Volleyball information
- Position: Outside hitter
- Current club: Panionios V.C.
- Number: 18 (club), 16 (national team)

National team
|  | Bulgaria |

= Elitsa Vasileva =

Bulgarian volleyball player (born 1990)

Elitsa Vasileva-Atanasijević (born Elitsa Vasileva Bulgarian Cyrillic: Елица Василева; 13 May 1990 in Dupnitsa) is an international volleyball player from Bulgaria.

==Career==
She has represented CSKA Sofia and also played in the Italian, Brazilian, South Korean, and Turkish top-level leagues. In December 2013, during her time in South Korea, Vasileva achieved 57 points in a single match, setting a world record.

===National team===
Vasileva has on many occasions served as captain of the team.
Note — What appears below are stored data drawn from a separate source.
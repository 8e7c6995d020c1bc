// TLV Codec Tests
// Frame layout, split values, strict parsing and full transaction encoding.

use ctcwallet::{
    address::{AccountAddress, ExternalAddress},
    builder,
    crypto::{self, Key},
    keys::AccountKeys,
    rct::{BoroSig, CtKey, MultisigKLRki, RangeSig, RctConfig},
    selection::Destination,
    tlv::{self, AccountKeyRecord, RecordReader, RecordWriter, CTKEY_LEN, MAX_FRAME},
    transaction::{self, AccountSigner, Transaction, NATIVE_TOKEN},
    Result, WalletError,
};

struct EchoSigner;

impl AccountSigner for EchoSigner {
    fn address(&self) -> ExternalAddress {
        [0x11; 20]
    }

    fn sign(&self, prefix_hash: &Key) -> Result<Vec<u8>> {
        Ok(prefix_hash.to_vec())
    }
}

#[test]
fn test_frame_layout() {
    println!("🧪 Testing the byte layout of a record...");
    let ct = CtKey { dest: [0xaa; 32], mask: [0xbb; 32] };
    let bytes = tlv::encode(&ct).expect("encode");
    assert_eq!(bytes.len(), CTKEY_LEN);
    assert_eq!(&bytes[..4], &[1, 0, 32, 0], "tag 1, length 32, little-endian");
    assert_eq!(&bytes[4..36], &[0xaa; 32]);
    assert_eq!(&bytes[36..40], &[2, 0, 32, 0]);
    assert_eq!(tlv::decode::<CtKey>(&bytes).expect("decode"), ct);

    let mut out = Vec::new();
    RecordWriter::new(&mut out).field(3, &0x0102u64).expect("write");
    assert_eq!(out, vec![3, 0, 8, 0, 0, 0, 0, 0, 0, 0, 1, 2], "integers are big-endian");
    println!("  ✅ Frames are tag ‖ len ‖ value");
}

#[test]
fn test_split_frames() {
    println!("🧪 Testing values longer than one frame...");
    for len in [MAX_FRAME - 1, MAX_FRAME, MAX_FRAME + 10, 2 * MAX_FRAME] {
        let value: Vec<u8> = (0..len).map(|i| (i % 251) as u8).collect();
        let mut out = Vec::new();
        RecordWriter::new(&mut out).raw(1, &value).expect("write").raw(2, b"tail").expect("write");

        let frames = len / MAX_FRAME + 1;
        assert_eq!(out.len(), len + 4 * frames + 4 + 4, "len {len} uses {frames} frames");
        let mut r = RecordReader::parse(&out, &[1, 2]).expect("parse");
        assert_eq!(r.bytes(1).expect("field 1"), value);
        assert_eq!(r.bytes(2).expect("field 2"), b"tail".to_vec());
    }
    println!("  ✅ A full frame always announces a continuation");

    // : empty values still produce one frame
    let mut out = Vec::new();
    RecordWriter::new(&mut out).raw(7, &[]).expect("write");
    assert_eq!(out, vec![7, 0, 0, 0]);
}

#[test]
fn test_exact_frame_gets_empty_terminator() {
    println!("🧪 Testing a value of exactly one full frame...");
    let value = vec![0x5a; MAX_FRAME];
    let mut out = Vec::new();
    RecordWriter::new(&mut out).raw(4, &value).expect("write");

    // : full frame, then an empty frame closing the value
    assert_eq!(out.len(), 4 + MAX_FRAME + 4);
    assert_eq!(&out[..4], &[4, 0, 0xff, 0xff]);
    assert_eq!(&out[4 + MAX_FRAME..], &[4, 0, 0, 0]);
    let mut r = RecordReader::parse(&out, &[4]).expect("parse");
    assert_eq!(r.bytes(4).expect("field 4"), value);

    // : without the terminator the value is incomplete
    assert!(RecordReader::parse(&out[..4 + MAX_FRAME], &[4]).is_err());
    println!("  ✅ Full frame is followed by a zero-length frame");
}

#[test]
fn test_proof_and_key_records() {
    println!("🧪 Testing config, Borromean, key and multisig records...");
    let cfg = RctConfig { bp_version: 2, range_proof_type: 4 };
    let bytes = tlv::encode(&cfg).expect("encode config");
    assert_eq!(bytes, vec![1, 0, 4, 0, 0, 0, 0, 2, 2, 0, 1, 0, 4]);
    assert_eq!(tlv::decode::<RctConfig>(&bytes).expect("decode config"), cfg);
    let negative = RctConfig { bp_version: -1, range_proof_type: 0 };
    assert_eq!(tlv::decode::<RctConfig>(&tlv::encode(&negative).expect("encode")).expect("decode"), negative);

    let key = |b: u8| -> Key { [b; 32] };
    let boro = BoroSig { s0: (0..64).map(key).collect(), s1: (64..128).map(key).collect(), ee: key(0xee) };
    let boro_bytes = tlv::encode(&boro).expect("encode borromean");
    assert_eq!(tlv::decode::<BoroSig>(&boro_bytes).expect("decode borromean"), boro);

    let range = RangeSig { asig: boro.clone(), ci: (200..255).map(key).collect() };
    let range_bytes = tlv::encode(&range).expect("encode range");
    assert_eq!(tlv::decode::<RangeSig>(&range_bytes).expect("decode range"), range);
    assert!(tlv::decode::<RangeSig>(&boro_bytes).is_err(), "a Borromean body is not a range record");

    let empty = RangeSig::default();
    assert_eq!(tlv::decode::<RangeSig>(&tlv::encode(&empty).expect("encode")).expect("decode"), empty);

    let keys = AccountKeys::from_root(&crypto::keccak256(b"exported account"));
    let export = AccountKeyRecord {
        address: AccountAddress { spend_public: key(1), view_public: key(2) },
        spend_secret: key(3),
        view_secret: key(4),
    };
    let export_bytes = tlv::encode(&export).expect("encode account");
    assert_eq!(export_bytes.len(), 4 + CTKEY_LEN + 2 * (4 + 32));
    assert_eq!(tlv::decode::<AccountKeyRecord>(&export_bytes).expect("decode account"), export);
    let real = AccountKeyRecord {
        address: keys.main_address(),
        spend_secret: *keys.spend_secret().as_bytes(),
        view_secret: *keys.view_secret().as_bytes(),
    };
    assert_eq!(tlv::decode::<AccountKeyRecord>(&tlv::encode(&real).expect("encode")).expect("decode"), real);

    let klrki = MultisigKLRki { k: key(9), ki: key(10), l: key(11), r: key(12) };
    let klrki_bytes = tlv::encode(&klrki).expect("encode multisig");
    assert_eq!(klrki_bytes.len(), 4 * (4 + 32));
    assert_eq!(&klrki_bytes[108..112], &[4, 0, 32, 0]);
    assert_eq!(tlv::decode::<MultisigKLRki>(&klrki_bytes).expect("decode multisig"), klrki);
    assert!(tlv::decode::<MultisigKLRki>(&klrki_bytes[..CTKEY_LEN]).is_err(), "all four fields required");
    println!("  ✅ Records decode to the values written");
}

#[test]
fn test_strict_parsing() {
    println!("🧪 Testing malformed records are rejected...");
    let ct = tlv::encode(&CtKey { dest: [1; 32], mask: [2; 32] }).expect("encode");

    assert!(matches!(RecordReader::parse(&ct, &[1]), Err(WalletError::Tlv(_))), "unknown tag");
    assert!(tlv::decode::<CtKey>(&ct[..ct.len() - 1]).is_err(), "truncated value");
    assert!(tlv::decode::<CtKey>(&ct[..2]).is_err(), "truncated header");

    let mut swapped = ct[36..].to_vec();
    swapped.extend_from_slice(&ct[..36]);
    assert!(tlv::decode::<CtKey>(&swapped).is_err(), "descending tags");

    let mut out = Vec::new();
    let mut w = RecordWriter::new(&mut out);
    w.raw(2, b"x").expect("write");
    assert!(w.raw(1, b"y").is_err(), "writer enforces ascending tags");

    let mut short = Vec::new();
    RecordWriter::new(&mut short).field(1, &[9u8; 31]).expect("write").field(2, &[9u8; 32]).expect("write");
    assert!(tlv::decode::<CtKey>(&short).is_err(), "keys are exactly 32 bytes");
    println!("  ✅ Unknown, missing and misordered fields fail");
}

#[test]
fn test_transaction_encoding() {
    println!("🧪 Testing a signed transaction survives encoding...");
    let keys = AccountKeys::from_root(&crypto::keccak256(b"tlv test account"));
    let dests = vec![
        Destination::Utxo {
            address: keys.main_address(),
            is_subaddress: false,
            amount: 7 * 10u128.pow(17),
            remark: [3; 32],
            is_change: false,
        },
        Destination::Account { to: [0x55; 20], amount: 10u128.pow(18), data: b"memo".to_vec() },
    ];
    let built = builder::build_account_tx(&EchoSigner, 4, NATIVE_TOKEN, &dests, b"extra".to_vec(), false)
        .expect("build");

    let raw = built.tx.to_bytes().expect("encode");
    let decoded = Transaction::from_bytes(&raw).expect("decode");
    assert_eq!(decoded, built.tx);
    assert_eq!(decoded.hash().expect("hash"), built.hash);
    decoded.verify().expect("decoded tx still verifies");
    println!("  ✅ {} byte transaction decodes identically", raw.len());

    // : the prefix hash ignores the signature, the full hash does not
    let mut resigned = decoded.clone();
    resigned.signature = vec![0; 65];
    assert_eq!(resigned.prefix_hash().expect("prefix"), decoded.prefix_hash().expect("prefix"));
    assert_ne!(resigned.hash().expect("hash"), decoded.hash().expect("hash"));

    let mut tampered = decoded;
    tampered.fee += 10_000_000_000;
    assert!(tampered.verify().is_err(), "fee is part of the signed prefix");
}

#[test]
fn test_key_offsets() {
    println!("🧪 Testing ring member offset encoding...");
    let absolute = vec![3, 10, 10, 250, 1_000_000];
    let relative = transaction::absolute_to_relative(&absolute).expect("ascending");
    assert_eq!(relative, vec![3, 7, 0, 240, 999_750]);
    assert_eq!(transaction::relative_to_absolute(&relative).expect("sum"), absolute);

    // : descending indices are rejected instead of wrapping
    assert!(matches!(transaction::absolute_to_relative(&[10, 9]), Err(WalletError::ArgsInvalid(_))));
    assert!(transaction::relative_to_absolute(&[u64::MAX, 1]).is_err());
    println!("  ✅ Offsets round-trip and misordering fails");
}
- 2012 Women's European Volleyball League - Runner-Up, with Bulgaria (she also won the best spiker and best scorer individual awards).
- 2013 Women's European Volleyball League - Third place, with Bulgaria
- 2021 Women's European Volleyball League, winning a gold medal.

==Clubs==
- BUL CSKA Sofia (2005–2007)
- ITA Esperia Cremona (2007–2009)
- ITA Sirio Perugia (2009–2010)
- ITA Zanetti Bergamo (2010–2012)
- BRA Vôlei Amil/Campinas (2012–2013)
- KOR Incheon Heungkuk Life Pink Spiders (2013–2014)
- TUR Vakıfbank İstanbul (2014–2015)
- RUS Dinamo Kazan (2015–2018)
- ITA Pallavolo Scandicci (2018-2019)
- ITA Igor Gorgonzola Novara (2019-2020)
- ITA Pallavolo Scandicci (2020-2021)
- RUS Dinamo Moscow (2021–2022)
- TUR Fenerbahçe S.K. (2024–2025)
- GRE Panionios V.C (2025–)

==Personal life==
She is married to Serbian professional volleyball player Aleksandar Atanasijević who plays as an opposite spiker for Olympiacos.